**Required work:**
From the data below, copy out every line in which the word "contains" occurs.

**Exercise material:**
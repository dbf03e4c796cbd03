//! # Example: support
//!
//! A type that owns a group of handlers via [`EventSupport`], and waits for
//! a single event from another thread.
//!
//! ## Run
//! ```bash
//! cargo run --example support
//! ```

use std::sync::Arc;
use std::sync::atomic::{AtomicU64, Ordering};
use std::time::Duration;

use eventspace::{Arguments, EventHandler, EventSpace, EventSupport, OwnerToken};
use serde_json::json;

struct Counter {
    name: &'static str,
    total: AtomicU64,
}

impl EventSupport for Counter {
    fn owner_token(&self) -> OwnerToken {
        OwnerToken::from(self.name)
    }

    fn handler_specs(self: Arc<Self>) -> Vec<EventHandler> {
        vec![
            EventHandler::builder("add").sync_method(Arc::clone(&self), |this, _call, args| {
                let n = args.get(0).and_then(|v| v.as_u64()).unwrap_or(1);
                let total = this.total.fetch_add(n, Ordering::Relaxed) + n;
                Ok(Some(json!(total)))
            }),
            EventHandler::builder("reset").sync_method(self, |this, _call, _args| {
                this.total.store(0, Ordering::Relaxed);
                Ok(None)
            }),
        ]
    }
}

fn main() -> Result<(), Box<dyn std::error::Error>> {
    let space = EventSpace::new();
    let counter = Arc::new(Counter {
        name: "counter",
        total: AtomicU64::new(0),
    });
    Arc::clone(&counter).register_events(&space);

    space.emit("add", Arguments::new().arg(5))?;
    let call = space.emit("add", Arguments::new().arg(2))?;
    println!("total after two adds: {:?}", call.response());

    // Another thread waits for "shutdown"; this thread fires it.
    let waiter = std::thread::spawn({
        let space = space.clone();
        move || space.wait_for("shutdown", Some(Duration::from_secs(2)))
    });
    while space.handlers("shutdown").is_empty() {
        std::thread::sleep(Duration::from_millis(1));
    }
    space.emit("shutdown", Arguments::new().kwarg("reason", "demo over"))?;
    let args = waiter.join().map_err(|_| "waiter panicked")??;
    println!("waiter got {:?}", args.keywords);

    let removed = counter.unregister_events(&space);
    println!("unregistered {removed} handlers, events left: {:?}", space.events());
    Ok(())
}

* * *

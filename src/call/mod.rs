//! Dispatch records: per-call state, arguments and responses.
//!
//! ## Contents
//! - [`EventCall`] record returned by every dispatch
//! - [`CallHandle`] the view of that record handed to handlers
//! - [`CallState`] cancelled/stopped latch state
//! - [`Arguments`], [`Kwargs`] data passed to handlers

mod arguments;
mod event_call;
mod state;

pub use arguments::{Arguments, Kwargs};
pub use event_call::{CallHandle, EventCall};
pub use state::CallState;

--

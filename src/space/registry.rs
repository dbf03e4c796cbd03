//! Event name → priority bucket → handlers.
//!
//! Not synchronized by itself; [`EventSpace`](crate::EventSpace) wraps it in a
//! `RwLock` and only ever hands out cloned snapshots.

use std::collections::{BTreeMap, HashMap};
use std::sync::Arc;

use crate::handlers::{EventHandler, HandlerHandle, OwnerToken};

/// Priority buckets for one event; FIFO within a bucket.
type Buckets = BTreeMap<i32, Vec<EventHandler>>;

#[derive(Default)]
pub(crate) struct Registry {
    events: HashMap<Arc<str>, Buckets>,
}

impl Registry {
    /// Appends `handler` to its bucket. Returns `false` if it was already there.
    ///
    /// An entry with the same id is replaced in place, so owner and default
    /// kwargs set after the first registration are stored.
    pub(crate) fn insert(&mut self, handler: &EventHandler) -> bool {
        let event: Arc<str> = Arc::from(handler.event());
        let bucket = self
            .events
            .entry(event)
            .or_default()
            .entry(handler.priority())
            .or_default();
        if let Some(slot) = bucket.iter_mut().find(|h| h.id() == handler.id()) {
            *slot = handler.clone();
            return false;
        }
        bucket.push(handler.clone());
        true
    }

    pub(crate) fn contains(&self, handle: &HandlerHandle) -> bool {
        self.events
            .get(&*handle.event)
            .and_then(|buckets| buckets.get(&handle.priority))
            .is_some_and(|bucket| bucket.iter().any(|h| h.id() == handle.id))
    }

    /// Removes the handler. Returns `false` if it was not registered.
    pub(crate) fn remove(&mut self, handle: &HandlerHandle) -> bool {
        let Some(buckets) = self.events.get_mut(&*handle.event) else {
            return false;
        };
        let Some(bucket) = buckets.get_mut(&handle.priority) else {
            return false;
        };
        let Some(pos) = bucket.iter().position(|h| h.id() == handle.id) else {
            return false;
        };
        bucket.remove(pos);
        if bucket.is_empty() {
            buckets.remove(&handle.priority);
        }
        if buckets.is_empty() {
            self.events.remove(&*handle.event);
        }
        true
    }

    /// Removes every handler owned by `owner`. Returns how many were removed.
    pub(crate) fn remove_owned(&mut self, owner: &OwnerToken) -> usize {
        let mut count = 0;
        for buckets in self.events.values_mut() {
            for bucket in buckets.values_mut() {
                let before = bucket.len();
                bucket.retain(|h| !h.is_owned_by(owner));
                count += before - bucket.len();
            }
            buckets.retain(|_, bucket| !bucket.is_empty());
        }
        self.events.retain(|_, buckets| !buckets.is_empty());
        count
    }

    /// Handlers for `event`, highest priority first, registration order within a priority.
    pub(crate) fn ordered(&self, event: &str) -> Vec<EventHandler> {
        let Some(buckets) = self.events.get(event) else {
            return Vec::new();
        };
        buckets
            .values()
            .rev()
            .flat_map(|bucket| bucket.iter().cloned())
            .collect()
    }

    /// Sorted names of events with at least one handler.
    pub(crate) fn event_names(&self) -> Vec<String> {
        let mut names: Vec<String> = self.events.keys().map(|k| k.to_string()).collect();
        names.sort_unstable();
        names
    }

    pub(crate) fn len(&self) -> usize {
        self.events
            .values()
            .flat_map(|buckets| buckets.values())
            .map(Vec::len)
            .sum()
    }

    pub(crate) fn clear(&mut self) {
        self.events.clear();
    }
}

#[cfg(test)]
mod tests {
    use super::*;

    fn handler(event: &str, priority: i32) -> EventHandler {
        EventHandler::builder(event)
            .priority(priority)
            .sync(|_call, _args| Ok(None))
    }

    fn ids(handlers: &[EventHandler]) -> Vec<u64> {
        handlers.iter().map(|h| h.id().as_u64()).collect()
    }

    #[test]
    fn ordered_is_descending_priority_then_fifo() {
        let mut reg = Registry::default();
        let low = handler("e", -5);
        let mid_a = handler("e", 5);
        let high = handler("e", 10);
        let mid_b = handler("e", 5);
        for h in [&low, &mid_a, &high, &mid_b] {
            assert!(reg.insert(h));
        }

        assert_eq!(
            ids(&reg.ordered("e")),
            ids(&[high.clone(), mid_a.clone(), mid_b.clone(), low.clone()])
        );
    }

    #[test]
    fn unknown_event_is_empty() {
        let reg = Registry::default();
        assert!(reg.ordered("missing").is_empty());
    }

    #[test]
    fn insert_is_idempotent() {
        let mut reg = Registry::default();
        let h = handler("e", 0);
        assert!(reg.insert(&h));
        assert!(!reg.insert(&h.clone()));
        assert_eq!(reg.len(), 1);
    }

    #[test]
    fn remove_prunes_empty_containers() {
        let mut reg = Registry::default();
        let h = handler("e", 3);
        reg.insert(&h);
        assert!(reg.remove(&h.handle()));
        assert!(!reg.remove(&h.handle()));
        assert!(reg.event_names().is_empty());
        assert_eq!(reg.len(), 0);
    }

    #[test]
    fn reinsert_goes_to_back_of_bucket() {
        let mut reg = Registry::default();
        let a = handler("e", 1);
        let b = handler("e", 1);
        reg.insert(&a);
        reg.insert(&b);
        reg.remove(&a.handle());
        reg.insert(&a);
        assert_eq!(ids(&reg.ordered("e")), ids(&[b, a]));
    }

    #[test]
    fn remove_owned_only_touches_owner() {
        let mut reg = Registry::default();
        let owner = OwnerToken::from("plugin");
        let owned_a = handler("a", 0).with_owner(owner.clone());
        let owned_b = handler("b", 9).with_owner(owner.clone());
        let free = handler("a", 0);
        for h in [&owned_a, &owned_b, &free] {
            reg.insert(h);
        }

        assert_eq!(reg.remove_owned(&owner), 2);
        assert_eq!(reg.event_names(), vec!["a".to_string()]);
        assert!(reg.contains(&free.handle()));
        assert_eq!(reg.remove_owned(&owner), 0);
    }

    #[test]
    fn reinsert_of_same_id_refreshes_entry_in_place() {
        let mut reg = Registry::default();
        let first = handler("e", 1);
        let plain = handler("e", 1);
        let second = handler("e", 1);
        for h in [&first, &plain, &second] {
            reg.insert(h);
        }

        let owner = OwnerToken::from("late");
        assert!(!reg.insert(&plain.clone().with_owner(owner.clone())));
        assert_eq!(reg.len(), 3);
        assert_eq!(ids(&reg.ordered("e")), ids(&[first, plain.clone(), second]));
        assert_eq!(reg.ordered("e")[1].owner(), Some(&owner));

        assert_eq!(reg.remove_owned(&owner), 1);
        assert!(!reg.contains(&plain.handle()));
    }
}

**Answer section:**
    pub(crate) fn contains(&self, handle: &HandlerHandle) -> bool {
        assert!(reg.contains(&free.handle()));
        assert!(!reg.contains(&plain.handle()));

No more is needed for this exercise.